Adam M. Dill (Assistant Costume Director, Costume Shop Manager) most recently managed The University of Arizona Opera Theatre where he also designed productions of Postcard from Morocco, The Crucible, Il Matrimonio Segreto, and The Rape of Lucretia. In 2007 he received his MFA in Costume Design from The University of Arizona after designing productions of She Loves Me, The Who’s TOMMY, and Urinetown. Throughout his graduate work, Adam served as the Assistant Costume Shop Manager and Assistant Designer for the Colorado Shakespeare Festival. Once graduated, Mr. Dill joined Arizona Theatre Company to drape on The Pajama Game, Enchanted April, Jekyll & Hyde, Hair, and To Kill a Mockingbird. Over the past 2 summers Adam has draped for the Great River Shakespeare Festival (Othello, Comedy of Errors, The Tempest, and Love’s Labour’s Lost) in Winona, MN.

Bobbi Owen (Costume History, Theatrical Design) is professor of Dramatic Art and teaches courses in both Western and non-Western Costume History as well as in design. She has extensive credits for costume design with PlayMakers Repertory Company and the Indiana Repertory Theatre and has also designed at the American Place and WestBeth theatres in New York, the Alcazar Theatre in San Francisco and the North Carolina Shakespeare Festival.

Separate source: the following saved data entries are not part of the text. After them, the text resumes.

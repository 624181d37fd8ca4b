use axum::extract::State;
use axum::{routing::get, Json, Router};
use serde::Serialize;

use crate::state::AppState;

/// Health check response payload.
#[derive(Serialize)]
pub struct HealthResponse {
    /// Overall service status.
    pub status: &'static str,
    /// Crate version from Cargo.toml.
    pub version: &'static str,
    /// Whether the database is reachable.
    pub db_healthy: bool,
    /// Number of live-feed viewers currently connected.
    pub viewers: usize,
}

/// GET /health -- returns service and database health.
async fn health_check(State(state): State<AppState>) -> Json<HealthResponse> {
    let db_healthy = quietfinder_db::health_check(&state.pool).await.is_ok();

    let status = if db_healthy { "ok" } else { "degraded" };

    Json(HealthResponse {
        status,
        version: env!("CARGO_PKG_VERSION"),
        db_healthy,
        viewers: state.ws_manager.connection_count().await,
    })
}

/// Mount health check routes (root level, not under `/api/v1`).
pub fn router() -> Router<AppState> {
    Router::new().route("/health", get(health_check))
}
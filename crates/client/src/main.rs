//! `quietfinder-client` -- headless spot map viewer.
//!
//! Mounts the spot map against the API server and logs every change to the
//! set of visible spots until interrupted.
//!
//! # Environment variables
//!
//! | Variable              | Required | Default                 | Description                  |
//! |-----------------------|----------|-------------------------|------------------------------|
//! | `QUIETFINDER_API_URL` | no       | `http://localhost:3000` | Base URL of the API server   |
//! | `QUIETFINDER_WS_URL`  | no       | derived from API URL    | Live feed WebSocket endpoint |

use std::sync::Arc;

use quietfinder_client::config::ClientConfig;
use quietfinder_client::view::MapView;
use quietfinder_client::{mount, RemoteStore};
use quietfinder_core::clock::SystemClock;

use tracing_subscriber::{layer::SubscriberExt, util::SubscriberInitExt};

#[tokio::main]
async fn main() {
    dotenvy::dotenv().ok();

    tracing_subscriber::registry()
        .with(
            tracing_subscriber::EnvFilter::try_from_default_env()
                .unwrap_or_else(|_| "quietfinder_client=info".into()),
        )
        .with(tracing_subscriber::fmt::layer())
        .init();

    let config = ClientConfig::from_env();
    tracing::info!(
        api_url = %config.api_url,
        ws_url = %config.ws_url,
        "Starting quietfinder-client",
    );

    let store = Arc::new(RemoteStore::new(&config));
    let widget = match mount(store, Arc::new(SystemClock)).await {
        Ok(widget) => widget,
        Err(e) => {
            tracing::error!(error = %e, "Failed to mount spot map");
            std::process::exit(1);
        }
    };

    let mut views = widget.watch();
    let mut shown = visible_ids(&views.borrow_and_update());

    loop {
        tokio::select! {
            _ = tokio::signal::ctrl_c() => {
                tracing::info!("Received Ctrl-C, unmounting");
                break;
            }
            changed = views.changed() => {
                if changed.is_err() {
                    tracing::warn!("Spot map stopped publishing");
                    break;
                }
                let view = views.borrow_and_update().clone();
                log_changes(&mut shown, &view);
            }
        }
    }

    widget.unmount().await;
}

fn visible_ids(view: &MapView) -> Vec<String> {
    view.markers.iter().map(|m| m.id.clone()).collect()
}

fn log_changes(shown: &mut Vec<String>, view: &MapView) {
    if let Some(banner) = &view.banner {
        tracing::info!(?banner, "Banner");
    }

    let ids = visible_ids(view);
    if ids == *shown {
        return;
    }

    for marker in view.markers.iter().filter(|m| !shown.contains(&m.id)) {
        tracing::info!(
            id = %marker.id,
            name = %marker.popup.name,
            status = marker.popup.status_label,
            lat = marker.position.lat,
            lng = marker.position.lng,
            expires_in_mins = marker.popup.minutes_remaining,
            "Spot visible",
        );
    }
    for id in shown.iter().filter(|id| !ids.contains(id)) {
        tracing::info!(%id, "Spot gone");
    }
    tracing::info!(visible = ids.len(), "Visible spots updated");

    *shown = ids;
}
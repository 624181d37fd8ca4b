#[derive(Debug, thiserror::Error)]
pub enum CoreError {
    #[error("Validation failed: {0}")]
    Validation(String),

    /// The backing store could not be reached (network, closed feed).
    #[error("Store unavailable: {0}")]
    Unavailable(String),

    /// A stored or received document could not be decoded into a spot.
    #[error("Malformed document: {0}")]
    Malformed(String),

    #[error("Internal error: {0}")]
    Internal(String),
}
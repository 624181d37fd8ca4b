//! Quiet Finder map client.
//!
//! The spot map widget ([`widget`], [`view`]), the runtime that keeps it in
//! sync with a [`SpotStore`](quietfinder_core::store::SpotStore) ([`runtime`]),
//! and a store implementation that talks to the API server ([`remote`]).

pub mod config;
pub mod reconnect;
pub mod remote;
pub mod runtime;
pub mod view;
pub mod widget;

pub use remote::RemoteStore;
pub use runtime::{mount, MountedWidget};
pub use widget::{Banner, FormError, SpotMap};
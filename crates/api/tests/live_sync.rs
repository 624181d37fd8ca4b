//! End-to-end tests: a real listener, the WebSocket feed, and the client's
//! remote store.

mod common;

use std::sync::Arc;
use std::time::Duration;

use assert_matches::assert_matches;
use futures::StreamExt;
use quietfinder_client::config::ClientConfig;
use quietfinder_client::{mount, RemoteStore};
use quietfinder_core::clock::ManualClock;
use quietfinder_core::error::CoreError;
use quietfinder_core::spot::{GeoPosition, NewSpot, SpotStatus};
use quietfinder_core::store::{SnapshotEvent, SpotStore, SpotSubscription};
use tokio::net::TcpListener;

use common::T0;

const WAIT: Duration = Duration::from_secs(5);

/// Serve the test app on an ephemeral port and return a client config for it.
async fn spawn_server() -> (common::TestApp, ClientConfig) {
    let test = common::build_test_app().await;
    let listener = TcpListener::bind("127.0.0.1:0").await.unwrap();
    let addr = listener.local_addr().unwrap();

    let app = test.app();
    tokio::spawn(async move {
        axum::serve(listener, app).await.unwrap();
    });

    (test, ClientConfig::new(format!("http://{addr}")))
}

async fn next_snapshot(subscription: &mut SpotSubscription) -> Vec<quietfinder_core::spot::Spot> {
    loop {
        let event = tokio::time::timeout(WAIT, subscription.next())
            .await
            .expect("timed out waiting for snapshot")
            .expect("subscription ended");
        if let SnapshotEvent::Snapshot(spots) = event {
            return spots;
        }
    }
}

fn library(name: &str) -> NewSpot {
    NewSpot::new(name, SpotStatus::Quiet, GeoPosition::new(28.5412, 77.1671), T0)
}

#[tokio::test]
async fn subscriber_sees_initial_snapshot_then_appends() {
    let (_test, config) = spawn_server().await;
    let store = RemoteStore::new(&config);

    let mut subscription = store.subscribe().await.unwrap();
    assert!(next_snapshot(&mut subscription).await.is_empty());

    let created = store.add(library("Central Library")).await.unwrap();
    assert_eq!(created.name, "Central Library");

    let spots = next_snapshot(&mut subscription).await;
    assert_eq!(spots.len(), 1);
    assert_eq!(spots[0].id, created.id);
}

#[tokio::test]
async fn every_subscriber_receives_the_same_snapshot() {
    let (_test, config) = spawn_server().await;
    let store = RemoteStore::new(&config);

    let mut first = store.subscribe().await.unwrap();
    let mut second = store.subscribe().await.unwrap();
    next_snapshot(&mut first).await;
    next_snapshot(&mut second).await;

    store.add(library("Lawn")).await.unwrap();

    assert_eq!(next_snapshot(&mut first).await, next_snapshot(&mut second).await);
}

#[tokio::test]
async fn remote_validation_errors_map_to_core_errors() {
    let (test, config) = spawn_server().await;
    let store = RemoteStore::new(&config);

    let result = store.add(library("   ")).await;

    assert_matches!(result, Err(CoreError::Validation(_)));
    assert!(test.state.store.snapshot().is_empty());
}

#[tokio::test]
async fn unreachable_server_reports_unavailable() {
    let listener = TcpListener::bind("127.0.0.1:0").await.unwrap();
    let addr = listener.local_addr().unwrap();
    drop(listener);

    let store = RemoteStore::new(&ClientConfig::new(format!("http://{addr}")));
    assert_matches!(
        store.add(library("Nowhere")).await,
        Err(CoreError::Unavailable(_))
    );

    let mut subscription = store.subscribe().await.unwrap();
    let event = tokio::time::timeout(WAIT, subscription.next())
        .await
        .expect("timed out waiting for disconnect")
        .expect("subscription ended");
    assert_matches!(event, SnapshotEvent::Disconnected(_));
}

#[tokio::test]
async fn mounted_widget_shows_spot_posted_by_another_viewer() {
    let (test, config) = spawn_server().await;
    let clock = Arc::new(ManualClock::new(T0));

    let widget = mount(Arc::new(RemoteStore::new(&config)), clock)
        .await
        .unwrap();

    let mut views = widget.watch();
    tokio::time::timeout(WAIT, views.wait_for(|v| v.banner.is_none()))
        .await
        .unwrap()
        .unwrap();

    let other = RemoteStore::new(&config);
    other.add(library("Reading Room")).await.unwrap();

    let view = tokio::time::timeout(WAIT, views.wait_for(|v| v.markers.len() == 1))
        .await
        .unwrap()
        .unwrap()
        .clone();
    assert_eq!(view.markers[0].popup.name, "Reading Room");
    assert_eq!(view.markers[0].popup.minutes_remaining, 60);

    widget.unmount().await;
    assert_eq!(test.state.store.snapshot().len(), 1);
}
//! The spot map widget as a render-agnostic state machine.
//!
//! [`SpotMap`] owns three independent slices of state: the latest snapshot
//! from the store, the local interaction state (pending pin and form), and
//! the current time used by the expiry filter. Every method is synchronous;
//! the [`runtime`](crate::runtime) module drives it from a single event loop.

use quietfinder_core::campus::CAMPUS_BOUNDS;
use quietfinder_core::expiry::visible_spots;
use quietfinder_core::spot::{GeoPosition, NewSpot, Spot, SpotStatus};
use quietfinder_core::store::SnapshotEvent;
use quietfinder_core::types::EpochMillis;
use serde::Serialize;

use crate::view::{self, MapView};

/// Alert text shown when the form is submitted without a name.
pub const EMPTY_NAME_ALERT: &str = "Enter a name!";

/// Reasons a submission is refused before anything is written.
#[derive(Debug, Clone, PartialEq, Eq, thiserror::Error)]
pub enum FormError {
    /// The name field is empty; shown to the user as a blocking alert.
    #[error("Enter a name!")]
    EmptyName,

    #[error("No pending position to submit")]
    NoPendingPosition,

    #[error("Widget is not mounted")]
    Unmounted,
}

/// The single unsaved pin a user is placing.
#[derive(Debug, Clone, Copy, PartialEq, Serialize)]
pub struct PendingSpot {
    pub position: GeoPosition,
}

/// Form fields for the pending pin.
#[derive(Debug, Clone, PartialEq, Default, Serialize)]
pub struct SpotForm {
    pub name: String,
    pub status: SpotStatus,
}

/// Status line shown above the map.
#[derive(Debug, Clone, PartialEq, Eq, Serialize)]
#[serde(tag = "kind", content = "message", rename_all = "snake_case")]
pub enum Banner {
    /// Waiting for the first snapshot.
    Connecting,
    /// The live feed dropped; the last known spots are still shown.
    Reconnecting(String),
    /// The last submission failed to reach the store.
    WriteFailed(String),
}

#[derive(Debug, Clone)]
pub struct SpotMap {
    spots: Vec<Spot>,
    pending: Option<PendingSpot>,
    form: SpotForm,
    now: EpochMillis,
    banner: Option<Banner>,
}

impl SpotMap {
    pub fn new(now: EpochMillis) -> Self {
        Self {
            spots: Vec::new(),
            pending: None,
            form: SpotForm::default(),
            now,
            banner: Some(Banner::Connecting),
        }
    }

    /// Apply one subscription event.
    ///
    /// A snapshot replaces the whole working set. A disconnect keeps the last
    /// known spots on screen and raises the reconnect banner.
    pub fn apply(&mut self, event: SnapshotEvent) {
        match event {
            SnapshotEvent::Snapshot(spots) => {
                self.spots = spots;
                if matches!(
                    self.banner,
                    Some(Banner::Connecting | Banner::Reconnecting(_))
                ) {
                    self.banner = None;
                }
            }
            SnapshotEvent::Disconnected(reason) => {
                if !matches!(self.banner, Some(Banner::WriteFailed(_))) {
                    self.banner = Some(Banner::Reconnecting(reason));
                }
            }
        }
    }

    /// Advance the clock used by the expiry filter.
    pub fn tick(&mut self, now: EpochMillis) {
        self.now = now;
    }

    /// A map click: place (or move) the pending pin.
    ///
    /// Clicks outside the campus bounds are ignored and leave any existing
    /// pending pin where it is.
    pub fn click(&mut self, position: GeoPosition) {
        if !CAMPUS_BOUNDS.contains(position) {
            tracing::debug!(
                lat = position.lat,
                lng = position.lng,
                "Ignoring click outside campus"
            );
            return;
        }
        self.pending = Some(PendingSpot { position });
    }

    pub fn set_name(&mut self, name: impl Into<String>) {
        self.form.name = name.into();
    }

    pub fn set_status(&mut self, status: SpotStatus) {
        self.form.status = status;
    }

    /// Validate the form and turn the pending pin into a spot to append.
    ///
    /// On success the pending pin and the name are cleared; the status choice
    /// is kept for the next pin. On failure nothing changes.
    pub fn submit(&mut self, now: EpochMillis) -> Result<NewSpot, FormError> {
        let pending = self.pending.ok_or(FormError::NoPendingPosition)?;
        if self.form.name.trim().is_empty() {
            return Err(FormError::EmptyName);
        }

        let spot = NewSpot::new(
            std::mem::take(&mut self.form.name),
            self.form.status,
            pending.position,
            now,
        );
        self.pending = None;
        Ok(spot)
    }

    /// Discard the pending pin without writing anything.
    pub fn cancel(&mut self) {
        self.pending = None;
    }

    pub fn write_failed(&mut self, reason: impl Into<String>) {
        self.banner = Some(Banner::WriteFailed(reason.into()));
    }

    pub fn dismiss_banner(&mut self) {
        if matches!(self.banner, Some(Banner::WriteFailed(_))) {
            self.banner = None;
        }
    }

    /// Complete working set, newest first, including expired spots.
    pub fn spots(&self) -> &[Spot] {
        &self.spots
    }

    pub fn pending(&self) -> Option<PendingSpot> {
        self.pending
    }

    pub fn form(&self) -> &SpotForm {
        &self.form
    }

    pub fn now(&self) -> EpochMillis {
        self.now
    }

    pub fn banner(&self) -> Option<&Banner> {
        self.banner.as_ref()
    }

    /// Spots still inside the expiry window at the widget's current time.
    pub fn visible_spots(&self) -> Vec<Spot> {
        visible_spots(&self.spots, self.now)
    }

    pub fn view(&self) -> MapView {
        view::render(self)
    }
}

She is also the author of five books and numerous articles about theatrical designers.

Rachel E. Pollock (Costume Crafts Artisan/Lecturer) has worked as a professional costume craftsperson for theatre, opera, ballet, television, and film since 1994. After freelancing in Knoxville (TN), Chicago, and Boston, she accepted a staff position as resident Lead Crafts Artisan and Dyer for the internationally-acclaimed American Repertory Theatre at Harvard University in Cambridge, where she served for four award-winning seasons. She subsequently relocated to Los Angeles to work in film and television costuming, as well as a stint on the crafts team of the LA Opera, before relocating to Chapel Hill. She has served as a crafts artisan, dyer, and milliner for such designers as Catherine Zuber, Ann Hould-Ward, Ilona Somogyi, David Zinn, Constance Hoffman, and Julie Taymor, and worked for Parsons-Meares, Ltd. on Tim Hatley's Tony Award-winning costume designs for Shrek: The Musical. Ms. Pollock is the author of Sticks In Petticoats, the only extant text on parasol history and construction for the stage, as well as various articles for trade publications such as the Costume Research Journal. She maintains the seminal costume crafts artisanship blog, La Bricoleuse. At UNC, she conducts a series of graduate seminars on costume craftwork—millinery, dyeing and distressing, masks, armor, and related topics.